The key is therefore to learn how you feel about yourself, your values and dreams by observing how you think, act and react to situations.

Questions About Internal Self Awareness

Is there a difference between introspection and self awareness?

Introspection is a cognitive process of introspecting, or examining one’s own traits and reactions.

This requires active work by the person, as opposed to awareness in which the person responds passively.

So, the difference between introspection and self awareness is that while introspection involves an act of reflection on oneself, self awareness does not require any effort on behalf of the individual.

How do relationships affect your sense of self-awareness?

While relationships with other people can enhance your internal self-awareness, they also have the potential to block it.

Whenever you are in a relationship that doesn’t feel good for whatever reason, this will be another influence blocking you from understanding yourself better.

Understanding why we do what we do – and what we want from ourselves and our circumstances- is an important step to feeling more increased self-awareness.

Improved self awareness and understanding of our feelings, values, reactions is how we become better at being with others without projecting or manipulating.

Learning from past experiences that didn’t work out as they would have liked is one way people can improve their ability to focus internally, and not always project their own fears and insecurities onto others.

Being able to define what we want out of a particular relationship (to clarify or “name” our intentions) helps us walk away from relationships that are not fulfilling for us, rather than stay in a situation where we don’t feel good about ourselves and the other person does not understand why.

Ways in which a lack of awareness (or how being too aware) could negatively impact relationships with others:

If you are feeling intensely jealous or controlling, for example. This is a way in which the lack of internal self-awareness can manifest itself as manipulating – managing others by controlling them with fear or guilt.

If your partner doesn’t allow you to go out with friends after work or on the weekend, it could be that they are projecting – constantly assuming that other people are thinking or feeling something different from what they say.

So that’s why you need to lead yourself first…regardless of what kind relationship you are thinking about.

Is it normal to refer to myself as we when talking to myself?

It’s normal to refer to one self as we when talking to oneself, because it is impossible for an external third person observer to validate the true answer in this case.

The only answer that matters is the one from your own internal perspective.

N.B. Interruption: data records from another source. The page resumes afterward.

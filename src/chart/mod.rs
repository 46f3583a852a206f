pub mod generate;
pub mod model;

pub use generate::ChartGenerator;
pub use model::{Chart, ChartError, Note};
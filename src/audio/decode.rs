use anyhow::{Context, Result};
use std::path::Path;
use symphonia::core::audio::SampleBuffer as DecodedSamples;
use symphonia::core::codecs::{Decoder, DecoderOptions, CODEC_TYPE_NULL};
use symphonia::core::errors::Error as SymphoniaError;
use symphonia::core::formats::{FormatOptions, FormatReader};
use symphonia::core::io::MediaSourceStream;
use symphonia::core::meta::MetadataOptions;
use symphonia::core::probe::Hint;

use super::features::SampleBuffer;

/// Decode any supported file into a mono buffer at its native sample rate.
pub fn decode_audio(path: &Path) -> Result<SampleBuffer> {
    let mut track = TrackReader::open(path)?;
    let mut mono = Vec::new();
    while track.read_block(&mut mono)? {}

    let buffer = SampleBuffer::new(mono, track.sample_rate);
    log::info!(
        "Decoded {}: {} samples, {}Hz, {:.1}s",
        path.display(),
        buffer.samples.len(),
        buffer.sample_rate,
        buffer.duration()
    );
    Ok(buffer)
}

/// The first decodable track of a container, read one packet at a time.
struct TrackReader {
    format: Box<dyn FormatReader>,
    decoder: Box<dyn Decoder>,
    track_id: u32,
    sample_rate: u32,
    // (frames, channels, buffer); reallocated when a packet outgrows it
    scratch: Option<(u64, usize, DecodedSamples<f32>)>,
}

impl TrackReader {
    fn open(path: &Path) -> Result<Self> {
        let file = std::fs::File::open(path)
            .with_context(|| format!("Failed to open audio file: {}", path.display()))?;
        let stream = MediaSourceStream::new(Box::new(file), Default::default());

        let mut hint = Hint::new();
        if let Some(ext) = path.extension().and_then(|e| e.to_str()) {
            hint.with_extension(ext);
        }
        let format = symphonia::default::get_probe()
            .format(&hint, stream, &FormatOptions::default(), &MetadataOptions::default())
            .context("Failed to probe audio format")?
            .format;

        let track = format
            .tracks()
            .iter()
            .find(|t| t.codec_params.codec != CODEC_TYPE_NULL)
            .context("No audio tracks found")?;
        let sample_rate = track.codec_params.sample_rate.context("Unknown sample rate")?;
        let decoder = symphonia::default::get_codecs()
            .make(&track.codec_params, &DecoderOptions::default())
            .context("Failed to create audio decoder")?;
        let track_id = track.id;

        Ok(Self { format, decoder, track_id, sample_rate, scratch: None })
    }

    /// Decode the next packet of this track onto `out`. Returns `false` at end of stream.
    fn read_block(&mut self, out: &mut Vec<f32>) -> Result<bool> {
        let packet = match self.format.next_packet() {
            Ok(packet) => packet,
            Err(SymphoniaError::IoError(e)) if e.kind() == std::io::ErrorKind::UnexpectedEof => {
                return Ok(false);
            }
            Err(SymphoniaError::ResetRequired) => {
                log::warn!("Track layout changed mid-stream; stopping decode");
                return Ok(false);
            }
            Err(e) => return Err(e.into()),
        };
        if packet.track_id() != self.track_id {
            return Ok(true);
        }

        let decoded = match self.decoder.decode(&packet) {
            Ok(decoded) => decoded,
            Err(SymphoniaError::DecodeError(err)) => {
                log::debug!("Skipping corrupt packet: {}", err);
                return Ok(true);
            }
            Err(e) => return Err(e.into()),
        };

        let spec = *decoded.spec();
        let channels = spec.channels.count();
        let frames = decoded.capacity() as u64;
        let fits = matches!(
            &self.scratch,
            Some((capacity, layout, _)) if *capacity >= frames && *layout == channels
        );
        if !fits {
            self.scratch = None;
        }
        let (_, _, scratch) = self
            .scratch
            .get_or_insert_with(|| (frames, channels, DecodedSamples::new(frames, spec)));
        scratch.copy_interleaved_ref(decoded);
        downmix_into(out, scratch.samples(), channels);
        Ok(true)
    }
}

/// Append interleaved frames to `out`, averaging channels to mono.
fn downmix_into(out: &mut Vec<f32>, interleaved: &[f32], channels: usize) {
    if channels <= 1 {
        out.extend_from_slice(interleaved);
        return;
    }
    out.extend(
        interleaved
            .chunks(channels)
            .map(|frame| frame.iter().sum::<f32>() / channels as f32),
    );
}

This is why it is important to take ownership of our decisions, and believe in ourselves based on what we know about ourselves from self-awareness.

Conclusion

The key is therefore to learn how you feel about yourself, your values and dreams by observing how you think, act and react to situations.

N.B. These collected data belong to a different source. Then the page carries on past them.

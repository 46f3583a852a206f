use rustfft::{num_complex::Complex, Fft, FftPlanner};
use std::sync::Arc;

use super::features::Spectrum;

/// Windowed FFT magnitude frontend for fixed power-of-two block sizes.
///
/// Planning and the Hamming window are done once; `compute` reuses its buffers,
/// so one frontend can be driven for every hop of an analysis.
pub struct SpectralFrontend {
    size: usize,
    fft: Arc<dyn Fft<f32>>,
    window: Vec<f32>,
    buffer: Vec<Complex<f32>>,
    scratch: Vec<Complex<f32>>,
}

impl SpectralFrontend {
    /// Panics if `size` is not a power of two.
    pub fn new(size: usize) -> Self {
        assert!(
            size.is_power_of_two(),
            "FFT block size must be a power of two, got {}",
            size
        );
        let mut planner = FftPlanner::<f32>::new();
        let fft = planner.plan_fft_forward(size);
        let scratch = vec![Complex::new(0.0, 0.0); fft.get_inplace_scratch_len()];
        Self {
            size,
            fft,
            window: hamming_window(size),
            buffer: vec![Complex::new(0.0, 0.0); size],
            scratch,
        }
    }

    pub fn size(&self) -> usize {
        self.size
    }

    /// Magnitude spectrum of one block. Panics if `block.len()` differs from the planned size.
    pub fn compute(&mut self, block: &[f32]) -> Spectrum {
        assert_eq!(
            block.len(),
            self.size,
            "spectrum block must be exactly {} samples",
            self.size
        );

        for ((slot, &sample), &w) in self.buffer.iter_mut().zip(block).zip(&self.window) {
            *slot = Complex::new(sample * w, 0.0);
        }
        self.fft.process_with_scratch(&mut self.buffer, &mut self.scratch);

        let magnitudes = self.buffer[..self.size / 2].iter().map(|c| c.norm()).collect();
        Spectrum { magnitudes }
    }
}

/// One-shot spectrum of a power-of-two block. Prefer [`SpectralFrontend`] in loops.
pub fn spectrum(block: &[f32]) -> Spectrum {
    SpectralFrontend::new(block.len()).compute(block)
}

fn hamming_window(size: usize) -> Vec<f32> {
    if size == 1 {
        return vec![1.0];
    }
    (0..size)
        .map(|i| {
            0.54 - 0.46 * (2.0 * std::f32::consts::PI * i as f32 / (size - 1) as f32).cos()
        })
        .collect()
}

Internal self-awareness is one of the most important aspects to developing a healthy relationship with yourself.

If you’re not able to understand how your brain works and what makes it tick, then you won’t be successful in some other aspects of life either.  

It’s time for us all to take responsibility for who we are – our thoughts, feelings, behaviors and impact on others – because if we don’t know where we stand within ourselves then how can we expect anyone else to?

Marko Matijasevic

Marko is performance-based growth strategist, focusing on business growth while maintaining a strong emphasis on authenticity in every individual he works with.